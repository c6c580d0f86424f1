//! Async HTTP client wrapping the quire JSON API.

use std::{path::Path, time::Duration};

use anyhow::{Context, Result, anyhow, bail};
use bytes::Bytes;
use futures::StreamExt as _;
use quire_core::{document::Document, message::Message};
use quire_rag::{IngestReport, Outcome, Subscription, UploadEvent};
use reqwest::{Client, Response, header};
use serde::Deserialize;
use serde_json::json;
use uuid::Uuid;

/// Connection settings for the quire API.
#[derive(Debug, Clone, PartialEq, Eq)]
pub struct ApiConfig {
  pub base_url: String,
  pub username: String,
  pub password: String,
}

/// Async HTTP client for the quire JSON REST API.
///
/// Cheap to clone; the inner [`reqwest::Client`] is `Arc`-based.
#[derive(Clone)]
pub struct ApiClient {
  client: Client,
  config: ApiConfig,
}

impl ApiClient {
  pub fn new(config: ApiConfig) -> Result<Self> {
    // No overall timeout: uploads stream progress for as long as embedding
    // takes, and answers wait on the model.
    let client = Client::builder()
      .connect_timeout(Duration::from_secs(10))
      .build()
      .context("failed to build HTTP client")?;
    Ok(Self { client, config })
  }

  fn url(&self, path: &str) -> String {
    format!("{}/api{}", self.config.base_url.trim_end_matches('/'), path)
  }

  fn auth(&self, req: reqwest::RequestBuilder) -> reqwest::RequestBuilder {
    if self.config.username.is_empty() {
      req
    } else {
      req.basic_auth(&self.config.username, Some(&self.config.password))
    }
  }

  // ── Account ───────────────────────────────────────────────────────────────

  /// `GET /api/me`
  pub async fn me(&self) -> Result<Subscription> {
    let resp = self.send(self.client.get(self.url("/me")), "GET /me").await?;
    resp.json().await.context("deserialising subscription")
  }

  // ── Documents ─────────────────────────────────────────────────────────────

  /// `GET /api/documents`
  pub async fn list_documents(&self) -> Result<Vec<Document>> {
    let resp = self.send(self.client.get(self.url("/documents")), "GET /documents").await?;
    resp.json().await.context("deserialising documents")
  }

  /// `GET /api/documents/<id>`
  pub async fn get_document(&self, id: Uuid) -> Result<Document> {
    let path = format!("/documents/{id}");
    let resp = self.send(self.client.get(self.url(&path)), &format!("GET {path}")).await?;
    resp.json().await.context("deserialising document")
  }

  /// `POST /api/documents?name=<file name>`, reporting each progress event to
  /// `on_event`. Returns the terminal event.
  pub async fn upload(
    &self,
    path: &Path,
    mut on_event: impl FnMut(&UploadEvent),
  ) -> Result<UploadEvent> {
    let name = path
      .file_name()
      .map(|n| n.to_string_lossy().into_owned())
      .ok_or_else(|| anyhow!("{} has no file name", path.display()))?;
    let body = tokio::fs::read(path)
      .await
      .with_context(|| format!("reading {}", path.display()))?;

    let req = self
      .client
      .post(self.url("/documents"))
      .query(&[("name", name.as_str())])
      .header(header::CONTENT_TYPE, guess_mime(path))
      .body(body);
    let resp = self.send(req, "POST /documents").await?;

    let mut decoder = NdjsonDecoder::default();
    let mut stream = resp.bytes_stream();
    while let Some(chunk) = stream.next().await {
      let chunk = chunk.context("reading upload progress")?;
      for line in decoder.push(&chunk) {
        let event = parse_progress(&line)?;
        on_event(&event);
        if event.is_terminal() {
          return Ok(event);
        }
      }
    }
    if let Some(line) = decoder.finish() {
      let event = parse_progress(&line)?;
      on_event(&event);
      if event.is_terminal() {
        return Ok(event);
      }
    }
    bail!("upload stream ended before the document was ready")
  }

  /// `DELETE /api/documents/<id>`
  pub async fn delete_document(&self, id: Uuid) -> Result<Outcome> {
    let path = format!("/documents/{id}");
    let resp = self.send(self.client.delete(self.url(&path)), &format!("DELETE {path}")).await?;
    resp.json().await.context("deserialising outcome")
  }

  /// `GET /api/documents/<id>/file`
  pub async fn download(&self, id: Uuid) -> Result<Bytes> {
    let path = format!("/documents/{id}/file");
    let resp = self.send(self.client.get(self.url(&path)), &format!("GET {path}")).await?;
    resp.bytes().await.context("reading document bytes")
  }

  /// `POST /api/documents/<id>/ingest`
  pub async fn ingest(&self, id: Uuid) -> Result<IngestReport> {
    let path = format!("/documents/{id}/ingest");
    let resp = self.send(self.client.post(self.url(&path)), &format!("POST {path}")).await?;
    resp.json().await.context("deserialising ingest report")
  }

  // ── Chat ──────────────────────────────────────────────────────────────────

  /// `GET /api/documents/<id>/messages`, oldest first.
  pub async fn messages(&self, id: Uuid) -> Result<Vec<Message>> {
    let path = format!("/documents/{id}/messages");
    let resp = self.send(self.client.get(self.url(&path)), &format!("GET {path}")).await?;
    resp.json().await.context("deserialising messages")
  }

  /// `POST /api/documents/<id>/ask`
  pub async fn ask(&self, id: Uuid, question: &str) -> Result<Outcome> {
    let path = format!("/documents/{id}/ask");
    let req = self.client.post(self.url(&path)).json(&json!({ "question": question }));
    let resp = self.send(req, &format!("POST {path}")).await?;
    resp.json().await.context("deserialising outcome")
  }

  // ── Plumbing ──────────────────────────────────────────────────────────────

  /// Send with credentials, turning a non-2xx status into an error carrying
  /// the server's `{"error": ...}` message when there is one.
  async fn send(&self, req: reqwest::RequestBuilder, what: &str) -> Result<Response> {
    let resp = self.auth(req).send().await.with_context(|| format!("{what} failed"))?;
    let status = resp.status();
    tracing::debug!(%status, "{what}");
    if status.is_success() {
      return Ok(resp);
    }

    #[derive(Deserialize)]
    struct ErrorBody {
      error: String,
    }
    match resp.json::<ErrorBody>().await {
      Ok(body) => Err(anyhow!("{what} → {status}: {}", body.error)),
      Err(_) => Err(anyhow!("{what} → {status}")),
    }
  }
}

fn guess_mime(path: &Path) -> &'static str {
  match path.extension().and_then(|e| e.to_str()) {
    Some(ext) if ext.eq_ignore_ascii_case("pdf") => "application/pdf",
    _ => "application/octet-stream",
  }
}

// ─── NDJSON ───────────────────────────────────────────────────────────────────

/// Reassembles newline-delimited lines from arbitrarily split chunks.
#[derive(Debug, Default)]
pub struct NdjsonDecoder {
  buf: Vec<u8>,
}

impl NdjsonDecoder {
  /// Feed a chunk and take every line it completes.
  pub fn push(&mut self, chunk: &[u8]) -> Vec<String> {
    self.buf.extend_from_slice(chunk);
    let mut lines = Vec::new();
    while let Some(pos) = self.buf.iter().position(|&b| b == b'\n') {
      let line: Vec<u8> = self.buf.drain(..=pos).collect();
      let text = String::from_utf8_lossy(&line).trim().to_owned();
      if !text.is_empty() {
        lines.push(text);
      }
    }
    lines
  }

  /// Whatever trailing line was left without a newline.
  pub fn finish(self) -> Option<String> {
    let text = String::from_utf8_lossy(&self.buf).trim().to_owned();
    (!text.is_empty()).then_some(text)
  }
}

/// One progress line. A `failed` line ends the upload with an error.
fn parse_progress(line: &str) -> Result<UploadEvent> {
  let value: serde_json::Value =
    serde_json::from_str(line).with_context(|| format!("malformed progress line: {line}"))?;
  if value["status"] == "failed" {
    let message = value["error"].as_str().unwrap_or("unknown error");
    bail!("upload failed: {message}");
  }
  serde_json::from_value(value).with_context(|| format!("unexpected progress line: {line}"))
}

───

** PROBLEM TO SOLVE **
Across the data, find each line that has "struct" in it and copy that line.

** PROBLEM SOLUTION **
pub struct ApiConfig {
pub struct ApiClient {
    struct ErrorBody {
pub struct NdjsonDecoder {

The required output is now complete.